Dr. Teih managed to get a medical degree between 1937-1945 in China, thanks to something called the Canadian Union Missionary Medical College. Not a bad trick when his country was fighting the Japanese and trying to carve itself up at the same time.
"I was trained as a surgeon first and my first wife died in labor and then after I saw her dying in childbirth I had the will to try to save all the Chinese women I could from hard labor."
His story got a little hazy until I asked about the Cultural Revolution.
"I was secured in a mortuary," he said. "There was no person there but myself and guards and many cadavers. I had to wear several clothes at the same time because of the cold but I had done nothing wrong and spent my days and worked on a paper about the vissitudes of preparing for various pregnancy complications."
His wife, he said, smuggled the text - written, he said, on whatever he could find, winding sheet fragments, tissue, newspapers, papers found in the pockets of the dead - though she had some problems, too.
"She stumbled and fell in the dark over a corpse upon her exit," he recalled. "It was difficult for us both."
The paper, he said, was reassembled after he was "liberated" after a year, published later and in the early '80s he was invited to an ob-gyn conference in L.A. to which the Chinese govt. allowed him to go.
"I was asked many questions after I gave my talk. Many were good. But several were, very frankly, very stupid. One man asked how many women whom I had examined were virgins. Another was 'If we had chosen to meet on a battlefield, how would I feel?' This was the most stupid of all."
I apologized on behalf of stupid American doctors and backtracked.
"How did you get through your time in the mortuary. What kept you inspired?"
"In the morning there was light through a small window door. I would stand on the steps and recite what I could remember from Abraham Lincoln."
What from Lincoln?
He stood up. And the English speaking fans, most of whom I'd venture hadn't followed most of our conversation moved back a step or two and looked expectant.

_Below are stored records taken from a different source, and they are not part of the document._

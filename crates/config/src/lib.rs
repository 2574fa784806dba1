//! Configuration loading, validation, and management for pico.
//!
//! Loads configuration from `<cwd>/.pico/config.toml` with environment
//! variable overrides. Validates all settings at startup.

use pico_core::model::{Model, ModelCatalog};
use serde::{Deserialize, Serialize};
use std::collections::HashMap;
use std::path::{Path, PathBuf};

/// Directory (relative to the working directory) holding pico state.
pub const STATE_DIR: &str = ".pico";

/// The root configuration structure.
///
/// Maps directly to `.pico/config.toml`.
#[derive(Clone, Serialize, Deserialize)]
pub struct AppConfig {
    /// Workspace root for file and shell tools (relative paths are resolved
    /// against the directory the config was loaded for)
    #[serde(default, skip_serializing_if = "Option::is_none")]
    pub workspace: Option<PathBuf>,

    /// Where session files are written (default: `<workspace>/.pico/sessions`)
    #[serde(default, skip_serializing_if = "Option::is_none")]
    pub sessions_dir: Option<PathBuf>,

    /// Default provider
    #[serde(default = "default_provider")]
    pub default_provider: String,

    /// Default model id
    #[serde(default = "default_model")]
    pub default_model: String,

    /// Provider-specific settings
    #[serde(default)]
    pub providers: HashMap<String, ProviderConfig>,

    /// Extra catalog entries layered over the built-in models
    #[serde(default, skip_serializing_if = "Vec::is_empty")]
    pub models: Vec<Model>,

    /// Directory the relative paths above are resolved against
    #[serde(skip)]
    base_dir: PathBuf,
}

fn default_provider() -> String {
    "stub".into()
}
fn default_model() -> String {
    "local-minimal".into()
}

#[derive(Clone, Default, Serialize, Deserialize)]
pub struct ProviderConfig {
    /// API key; takes precedence over the provider's environment variable
    #[serde(default, skip_serializing_if = "Option::is_none")]
    pub api_key: Option<String>,
}

/// Redact a secret string for Debug output.
fn redact(s: &Option<String>) -> &'static str {
    match s {
        Some(_) => "[REDACTED]",
        None => "None",
    }
}

impl std::fmt::Debug for AppConfig {
    fn fmt(&self, f: &mut std::fmt::Formatter<'_>) -> std::fmt::Result {
        f.debug_struct("AppConfig")
            .field("workspace", &self.workspace)
            .field("sessions_dir", &self.sessions_dir)
            .field("default_provider", &self.default_provider)
            .field("default_model", &self.default_model)
            .field("providers", &self.providers)
            .field("models", &self.models)
            .field("base_dir", &self.base_dir)
            .finish()
    }
}

impl std::fmt::Debug for ProviderConfig {
    fn fmt(&self, f: &mut std::fmt::Formatter<'_>) -> std::fmt::Result {
        f.debug_struct("ProviderConfig")
            .field("api_key", &redact(&self.api_key))
            .finish()
    }
}

impl AppConfig {
    /// Load configuration for a working directory.
    ///
    /// Reads `<cwd>/.pico/config.toml` when present, then applies
    /// environment overrides:
    /// - `PICO_PROVIDER`
    /// - `PICO_MODEL`
    /// - `PICO_WORKSPACE`
    pub fn load(cwd: &Path) -> Result<Self, ConfigError> {
        let config_path = Self::config_path(cwd);
        let mut config = Self::load_from(&config_path)?;
        config.base_dir = cwd.to_path_buf();
        config.apply_overrides(|key| std::env::var(key).ok());
        config.validate()?;
        Ok(config)
    }

    /// Load configuration from a specific file path.
    pub fn load_from(path: &Path) -> Result<Self, ConfigError> {
        if !path.exists() {
            tracing::debug!("No config file found at {}, using defaults", path.display());
            return Ok(Self::default());
        }

        let content = std::fs::read_to_string(path).map_err(|e| ConfigError::ReadError {
            path: path.to_path_buf(),
            reason: e.to_string(),
        })?;

        let mut config: Self = toml::from_str(&content).map_err(|e| ConfigError::ParseError {
            path: path.to_path_buf(),
            reason: e.to_string(),
        })?;

        // `.pico/config.toml` sits two levels below the directory it configures
        if let Some(base) = path.parent().and_then(Path::parent) {
            config.base_dir = base.to_path_buf();
        }

        config.validate()?;
        Ok(config)
    }

    /// `<cwd>/.pico/config.toml`
    pub fn config_path(cwd: &Path) -> PathBuf {
        cwd.join(STATE_DIR).join("config.toml")
    }

    /// Apply `PICO_*` overrides using the given variable lookup.
    pub fn apply_overrides(&mut self, lookup: impl Fn(&str) -> Option<String>) {
        if let Some(provider) = lookup("PICO_PROVIDER").filter(|v| !v.is_empty()) {
            self.default_provider = provider;
        }
        if let Some(model) = lookup("PICO_MODEL").filter(|v| !v.is_empty()) {
            self.default_model = model;
        }
        if let Some(workspace) = lookup("PICO_WORKSPACE").filter(|v| !v.is_empty()) {
            self.workspace = Some(PathBuf::from(workspace));
        }
    }

    /// Resolved workspace root.
    pub fn workspace_dir(&self) -> PathBuf {
        match &self.workspace {
            Some(dir) => self.base_dir.join(dir),
            None => self.base_dir.clone(),
        }
    }

    /// Resolved session directory.
    pub fn sessions_dir(&self) -> PathBuf {
        match &self.sessions_dir {
            Some(dir) => self.base_dir.join(dir),
            None => self.workspace_dir().join(STATE_DIR).join("sessions"),
        }
    }

    /// Create the session directory if it does not exist.
    pub fn ensure_sessions_dir(&self) -> Result<PathBuf, ConfigError> {
        let dir = self.sessions_dir();
        std::fs::create_dir_all(&dir).map_err(|e| ConfigError::Io {
            path: dir.clone(),
            reason: e.to_string(),
        })?;
        Ok(dir)
    }

    /// Built-in catalog plus the models declared in this config.
    pub fn catalog(&self) -> ModelCatalog {
        self.models
            .iter()
            .cloned()
            .fold(ModelCatalog::builtin(), ModelCatalog::with_model)
    }

    /// Configured API keys, keyed by provider.
    pub fn api_keys(&self) -> HashMap<String, String> {
        self.providers
            .iter()
            .filter_map(|(name, p)| {
                p.api_key
                    .as_ref()
                    .filter(|k| !k.is_empty())
                    .map(|k| (name.clone(), k.clone()))
            })
            .collect()
    }

    /// Validate the configuration.
    fn validate(&self) -> Result<(), ConfigError> {
        if self.default_provider.trim().is_empty() {
            return Err(ConfigError::ValidationError(
                "default_provider must not be empty".into(),
            ));
        }

        if self.default_model.trim().is_empty() {
            return Err(ConfigError::ValidationError(
                "default_model must not be empty".into(),
            ));
        }

        for model in &self.models {
            if model.id.is_empty() || model.provider.is_empty() || model.api.is_empty() {
                return Err(ConfigError::ValidationError(format!(
                    "model '{}/{}' needs a non-empty id, provider and api",
                    model.provider, model.id
                )));
            }
        }

        Ok(())
    }
}

impl Default for AppConfig {
    fn default() -> Self {
        Self {
            workspace: None,
            sessions_dir: None,
            default_provider: default_provider(),
            default_model: default_model(),
            providers: HashMap::new(),
            models: Vec::new(),
            base_dir: PathBuf::from("."),
        }
    }
}

/// Configuration errors.
#[derive(Debug, thiserror::Error)]
pub enum ConfigError {
    #[error("Failed to read config file at {path}: {reason}")]
    ReadError { path: PathBuf, reason: String },

    #[error("Failed to parse config file at {path}: {reason}")]
    ParseError { path: PathBuf, reason: String },

    #[error("Configuration validation failed: {0}")]
    ValidationError(String),

    #[error("Failed to prepare {path}: {reason}")]
    Io { path: PathBuf, reason: String },
}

"Mr. Lincoln's letter to Mrs. Bixby," he said. (It's a condolence letter to a woman who lost five sons in the Civil War, attributed to Lincoln, but believed by most scholars to have been written by a secretary, John Hay.) He recited without pausing:
"Dear Madam,
I have been shown in the files of the War Department a statement of the Adjutant General of Massachusetts that you are the mother of five sons who have died gloriously on the field of battle.
I feel how weak and fruitless must be any word of mine which should attempt to beguile you from the grief of a loss so overwhelming. But I cannot refrain from tendering you the consolation that may be found in the thanks of the Republic they died to save.

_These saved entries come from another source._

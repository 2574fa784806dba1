//! The pico agent — one turn at a time.
//!
//! A turn takes one line of user input:
//!
//! 1. **Record** the user message and emit `message_start`
//! 2. **Route** it: a tool shortcut (`/read`, `/write`, `/bash`, `/time`)
//!    is answered locally
//! 3. **Otherwise dispatch** to the bound model through the adapter
//!    registry, bracketed by `llm_start` / `llm_end`
//! 4. **Record** the assistant reply and emit `message_end`

pub mod agent;

pub use agent::Agent;
//! Built-in tool shortcuts for pico.
//!
//! Four tools, each reachable through a slash shortcut:
//! read a file, write a file, run a shell command, and tell the time.
//! File paths are sandboxed to the workspace root.

pub mod file_read;
pub mod file_write;
pub mod router;
pub mod shell;
pub mod time;

pub use router::{Routed, Shortcut, route};

use pico_core::error::ToolError;
use pico_security::{PathValidationError, resolve_in_workspace};
use std::path::{Path, PathBuf};

/// Resolve a tool path inside the workspace.
pub(crate) fn sandboxed(workspace: &Path, raw: &str) -> Result<PathBuf, ToolError> {
    resolve_in_workspace(workspace, raw).map_err(|e| match e {
        PathValidationError::PathEscape { path } => ToolError::PathEscape { path },
        PathValidationError::Workspace { path, reason } => ToolError::Io { path, reason },
    })
}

I pray that our Heavenly Father may assuage the anguish of your bereavement, and leave you only the cherished memory of the loved and lost, and the solemn pride that must be yours to have laid so costly a sacrifice upon the altar of freedom."

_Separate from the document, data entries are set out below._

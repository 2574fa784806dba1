//! pico CLI — the main entry point.
//!
//! Modes:
//! - `pico "<prompt>"`     — run one turn and print the reply
//! - `pico`                — interactive REPL (`exit`, `quit` or EOF to leave)
//! - `pico --list-models`  — show the model catalog

use std::path::PathBuf;

use clap::Parser;
use pico_config::AppConfig;

mod commands;

#[derive(Parser, Debug)]
#[command(name = "pico", about = "pico — minimal coding agent", version)]
struct Cli {
    /// Single prompt; omit to start the REPL
    prompt: Option<String>,

    /// Session file to resume and append to (default: a new file in the sessions dir)
    #[arg(long)]
    session: Option<PathBuf>,

    /// Provider name (overrides config and PICO_PROVIDER)
    #[arg(long)]
    provider: Option<String>,

    /// Model id (overrides config and PICO_MODEL)
    #[arg(long)]
    model: Option<String>,

    /// List every provider and model, then exit
    #[arg(long)]
    list_models: bool,

    /// Print turn events as JSON lines on stderr
    #[arg(long)]
    events: bool,

    /// Enable verbose logging
    #[arg(short, long)]
    verbose: bool,
}

#[tokio::main(flavor = "current_thread")]
async fn main() -> Result<(), Box<dyn std::error::Error>> {
    let cli = Cli::parse();

    // Logs go to stderr; stdout carries replies only
    let filter = if cli.verbose { "debug" } else { "warn" };
    tracing_subscriber::fmt()
        .with_env_filter(
            tracing_subscriber::EnvFilter::try_from_default_env()
                .unwrap_or_else(|_| tracing_subscriber::EnvFilter::new(filter)),
        )
        .with_target(false)
        .with_writer(std::io::stderr)
        .init();

    let cwd = std::env::current_dir()?;
    let config = AppConfig::load(&cwd).map_err(|e| format!("Failed to load config: {e}"))?;
    let catalog = config.catalog();

    if cli.list_models {
        commands::models::run(&catalog, &mut std::io::stdout())?;
        return Ok(());
    }

    let options = commands::agent::Options {
        prompt: cli.prompt,
        session: cli.session,
        provider: cli.provider,
        model: cli.model,
        events: cli.events,
    };
    commands::agent::run(&config, &catalog, options).await
}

I was stunned, to say the least. I barely knew of the letter and couldn't have recited one line even under pain of mortuary confinement or worse.
"I also spoke the Gettysburgh Address," he said, and, without prompting, began "Four score and seven years ago, our fathers brought forth upon this continent a new nation: conceived in liberty, and dedicated to the proposition that all men are created equal..."
Again the crowd was stilled and seemingly baffled, but I was moved and suffice to say, he nailed it.
So, how did he feel about his own country? He wasn't reciting the thoughts of Chairman Mao while locked up with corpses.
"I endured many rigors," he said. "But China is my home. In my mind we should be focused on what China has accomplished, not the mistakes."
He added that a year ago at age 86 he had performed his last operation and retied a woman's tubes so she could get pregnant and, "perhaps produce another surgeon."
I shook his still steady hand, thanked him for the civics lesson and walked back home, feeling very humble.